Further, when the winner is announced on November 11, Bauer — who was recently named by his peers as the best pitcher in the National League — stands a great chance of taking home the trophy. If that happens, it will be something new: if you can believe it, a Cincinnati Reds pitcher has never won the Cy Young Award.
It’s really kind of amazing that, in the sixty-five year history of the award, no Reds pitcher has been able to win. I mean, it’s not like the Reds haven’t had some good pitchers over the years, and there have been some great performances. Five times, in fact, a Reds pitcher has finished second in Cy Young balloting.
Tom Seaver (1981): The one Hall of Fame pitcher to ply his trade for the Redlegs since the introduction of the Cy Young award, Seaver won the title three different times (1969, 1973, 1975), but couldn’t capture it while wearing the red and white despite finishing in the top four twice in six years. In the strike-shortened 1981 season, Seaver was spectacular, finishing 14-2 with a 2.54 ERA.
He narrowly lost the Cy Young Award to Fernando Valenzuela, however, despite tying with Valenzuela in first-place votes. Seaver just couldn’t overcome Fernando-Mania.
Mario Soto (1983): One of the most underrated pitchers in Reds history, Soto was outstanding for some really bad teams. In 1983, the 26-year-old Soto was in the second year of a three-season streak of All-Star appearances, and though he was arguably even better in 1982, Soto finished a distant second to Philadelphia’s John Denny in Cy Young voting. His 1983 stats: 17-13, 2.70 ERA.
Over that three year stretch, Soto went 49-33 with a 2.99 ERA and finished in the top ten in CYA balloting each year. Not too shabby.
Danny Jackson (1988): I remember this season really well. Jackson had just come over to Cincinnati in a trade that saw former top draft pick Kurt Stillwell and reliable pitcher Ted Power pack their bags for Kansas City. A lefty, Jackson had been effective in six seasons with the Royals, but in his first season for the Reds (at age 26), he was very nearly unhittable.
In 35 starts for a Reds team that finished second to the future World Series champion Los Angeles Dodgers, Jackson went 23-8 with a 2.73 ERA and a league-leading 15 complete games. (!) Much like his team, however, Jackson would finish second to LA in Cy Young voting, with the Dodger’s Orel Hershiser taking the honors.
Perhaps this is just my memory playing tricks on me, but I feel certain that Jackson would have won the Award if it weren’t for Hershiser’s 58-inning scoreless streak late in the season that made him the talk of the baseball world.

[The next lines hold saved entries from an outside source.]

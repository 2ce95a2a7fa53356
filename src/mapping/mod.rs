//! Bidirectional URL-mapping engine.
//!
//! # Data Flow
//! ```text
//! Inbound request URL (front domain)
//!     → redirect.rs (canonicalize bare roots to /www/)
//!     → upstream.rs (proxied → upstream, region/mobile extraction,
//!                    Referer-based recovery for API paths)
//!     → single outbound fetch
//!     → rewrite (uses proxied.rs: upstream → proxied, the exact inverse)
//! ```
//!
//! # Design Decisions
//! - Explicit tokenization: hosts split on `.`, paths split on `/`,
//!   matched against the registry tables. No regex construction.
//! - One canonical mobile convention enforced by both directions:
//!   upstream host `<region>.m.<family>.org` ⇄ proxied path `/<region>/m/...`
//! - Round-trip law: `proxied(upstream(u).url) == u` over host and path for
//!   every proxied URL the upstream resolver accepts, and conversely for
//!   every recognized upstream host shape.

use thiserror::Error;
use url::Url;

pub mod location;
pub mod proxied;
pub mod redirect;
pub mod upstream;

pub use location::{MappedLocation, ProxyContext, RegionContext, MOBILE_MARKER};
pub use proxied::ProxyResolver;
pub use redirect::redirect_target;
pub use upstream::UpstreamResolver;

/// Errors from the proxied → upstream direction. The inverse direction
/// never errors; it degrades to pass-through instead.
#[derive(Debug, Error)]
pub enum ResolveError {
    #[error("host `{host}` names no recognized project under the front domain")]
    UnrecognizedHost { host: String },

    #[error("request URL carries no host")]
    MissingHost,

    #[error("rebuilding URL failed: {0}")]
    Rebuild(String),
}

/// Rebuild `src` with a new scheme, host and path, dropping any explicit
/// port and keeping the query string.
fn with_host_path(src: &Url, scheme: &str, host: &str, path: &str) -> Result<Url, ResolveError> {
    let mut url = src.clone();
    url.set_scheme(scheme)
        .map_err(|_| ResolveError::Rebuild(format!("scheme `{scheme}` rejected")))?;
    url.set_host(Some(host))
        .map_err(|e| ResolveError::Rebuild(e.to_string()))?;
    url.set_path(path);
    let _ = url.set_port(None);
    Ok(url)
}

Pete Schourek (1995): Who? I mean, that’s what you’d be saying if you didn’t live through that magical 1995 season. Schourek had been reclaimed off the scrap heap and the lefty finished 18-7 with a 3.22 ERA in 1995. Good numbers that paled in comparison to Greg Maddux’s brilliance: 19-2, 1.63 ERA.
I still maintain that the 1995 team was the best team in my lifetime, despite losing in the National League Championship Series to Atlanta. Schourek was a big reason for that (including a 1.26 ERA in the post-season), though he never came close to replicating the glories of that particular season.
Johnny Cueto (2014): One of the greatest pitchers in franchise history, Cueto was never better than he was in 2014 when he went 20-9 with a 2.25 ERA and a league-leading 242 strikeouts. He lost out on the Cy Young to Clayton Kershaw, who went 21-3 with a 1.77 ERA.
Interestingly enough, of the top ten pitching seasons in Reds history in the Cy Young era, only Cueto and Soto came close to winning the award. Here’s the list:
In that brilliant 1993 season, Rijo (9.2 WAR!) finished in a distant fifth place in the Cy Young race. It was a complete sham; Maddux won the award and he was brilliant but the only reason Rijo finished so low is because all four pitchers ahead of him (Bill Swift, Tom Glavine, John Burkett) won 20+ games. Remember, in those days, that’s all that mattered, despite the fact that Rijo was far better than all but (arguably) Maddux. (He also came in fourth in voting in 1991.)
Here’s how the rest of these pitchers fared:
Jim Maloney (1965): No CYA votes; Sandy Koufax was the unanimous winner, and in those days, voters only named one player on their ballots.
Soto (1982): Finished in 9th place (!) in the voting; Philly’s Steve Carlton was the winner. Three relief pitchers finished ahead of Soto, whose paltry total of 14 wins (on a team that lost 101 games, remember) was the reason he didn’t get much support.
Bob Purkey (1962): Purkey received one vote for the 1962 CYA, but finished in a tie for third place. LA’s Don Drysdale won the award.
Maloney (1966): Same thing as 1965; for the second consecutive season, Maloney couldn’t garner even a single vote because Koufax was the unanimous selection.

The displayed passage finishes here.